Doch die bisherigen Noten haben ein bedeutendes Problem: Sie sind wenig aussagekräftig. Denn: Bisher erhalten die Heime oft Bestnoten. Man konnte an ihnen kaum ablesen, wie gut die insgesamt 700.000 Heimbewohner jeweils wirklich versorgt werden. So lag der bundesweite Gesamtdurchschnitt im September bei 1,2. Zudem wurde vor allem die Dokumentation der Pflege-Arbeit in Unterlagen geprüft. Nicht selten wenden sich Pflegebedürftige und ihre Angehörigen daher auch an den Hausarzt auf der Suche nach einem für sie passenden Angebot.

Der Gesetzgeber hatte den Mangel verlässlicher Informationen schon vor Jahren bemerkt und Pflegeeinrichtungen, -kassen und Kommunen daher bereits 2015 beauftragt, bis März 2017 ein neues Prüfverfahren zu entwickeln. Aber es gab immer wieder Verzögerungen.

Wundversorgung als ein Kriterium

Nun sollen Qualität und mögliche Missstände in einem zweistufigen Verfahren gemessen werden. Die Heime selbst sollen nun Daten liefern zu zehn Themen – etwa wie gut sie die Mobilität der Bewohner erhalten oder wie selbstständig diese noch Körperpflege und anderes machen können. Dies soll bei jedem Bewohner jedes halbe Jahr gemessen und an eine Datenstelle gemeldet werden.

Alle 14 Monate sollen zudem Prüfer der gesetzlichen und privaten Krankenkassen die Qualität der einzelnen Heime zu 24 Aspekten prüfen und dabei auch die Stimmigkeit der gesammelten Daten bewerten. Geprüft werden soll unter anderem, wie gut die Unterstützung der Bewohner beim Essen und Trinken, die Wundversorgung oder die Unterstützung bei der Strukturierung des Tags ist.

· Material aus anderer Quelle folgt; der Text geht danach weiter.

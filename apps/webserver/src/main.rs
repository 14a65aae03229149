use webserver::app::run;
use webserver::cli::Cli;
use webserver::error::WebserverError;
use webserver::logger::initialize as LoggerInitialize;

use common::ErrorLocation;

use std::fs::create_dir_all;
use std::panic::Location;
use std::process::ExitCode;

use clap::Parser;
use log::{error, info};

#[tokio::main]
async fn main() -> ExitCode {
    // A missing .env file is normal.
    let dotenv = dotenvy::dotenv().ok();
    let cli = Cli::parse();

    if let Err(e) = start_logging(&cli) {
        eprintln!("{e}");
        return ExitCode::FAILURE;
    }
    if let Some(path) = dotenv {
        info!("Loaded environment from {}", path.display());
    }

    match run(cli).await {
        Ok(()) => ExitCode::SUCCESS,
        Err(e) => {
            error!("{e}");
            ExitCode::FAILURE
        }
    }
}

fn start_logging(cli: &Cli) -> Result<(), WebserverError> {
    if let Some(log_dir) = &cli.log_dir {
        create_dir_all(log_dir).map_err(|e| WebserverError::Webserver {
            message: format!("Failed to create log directory: {e}"),
            location: ErrorLocation::from(Location::caller()),
        })?;
    }
    LoggerInitialize(cli.log_dir.as_deref(), cli.log_level)
}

Die Heimprüfer sollen angemeldet kommen und jeweils neun Bewohner begutachten – aber die Heime dabei auch beraten.

Veröffentlicht wird zum einen, wie gut die Heime bei den einzelnen Qualitätsthemen im Vergleich zum Durchschnitt abschneiden. Dargestellt wird auch, ob die Prüfer Qualitätsdefizite fanden – für die einzelnen Prüfpunkte jeweils einzeln. Eine Gesamtbewertung ist nicht geplant. Aber alle schwerwiegenden Defizite würden künftig erkennbar, sagte der Geschäftsführer der Medizinischen Dienste der Krankenkassen, Peter Pick.

Ergebnisse sind online einsehbar

Auch weitere Informationen über die Heime sollen geliefert werden, etwa zur personellen Ausstattung. Angaben etwa zur Zimmergröße oder dem Vorhandensein von Balkonen oder einem Garten sind dagegen freiwillig. Die Ergebnisse sollen wie bisher im Internet veröffentlicht werden sowie in den Heimen selbst einsehbar sein.

Bundesgesundheitsminister Jens Spahn (CDU) sagte: “Der bisherige Pflege-TÜV war leider eine Farce.” Künftig gehe es darum, wie es den Bewohnern wirklich geht. “Das ist ein Riesenschritt für mehr Vertrauen ins System.” Auch die Pflegebeauftragte der SPD-Fraktion, Heike Baehrens, lobte, dass künftig die Qualität der Versorgung im Mittelpunkt stehe.

Die Grünen-Expertin Kordula Schulz-Asche forderte die stärkere Einbeziehung der Angehörigen. Die FDP-Expertin Nicole Westig verlangte einfachere Darstellungen. Der Vorstand der Deutschen Stiftung Patientenschutz, Eugen Brysch, nannte es fraglich, ob die neue Darstellung wirklich eine schnelle Einschätzung bei der Heimsuche bringen werde. Linksparteichef Bernd Riexinger kritisierte, das zentrale Problem des Personalmangels werde nicht gelöst.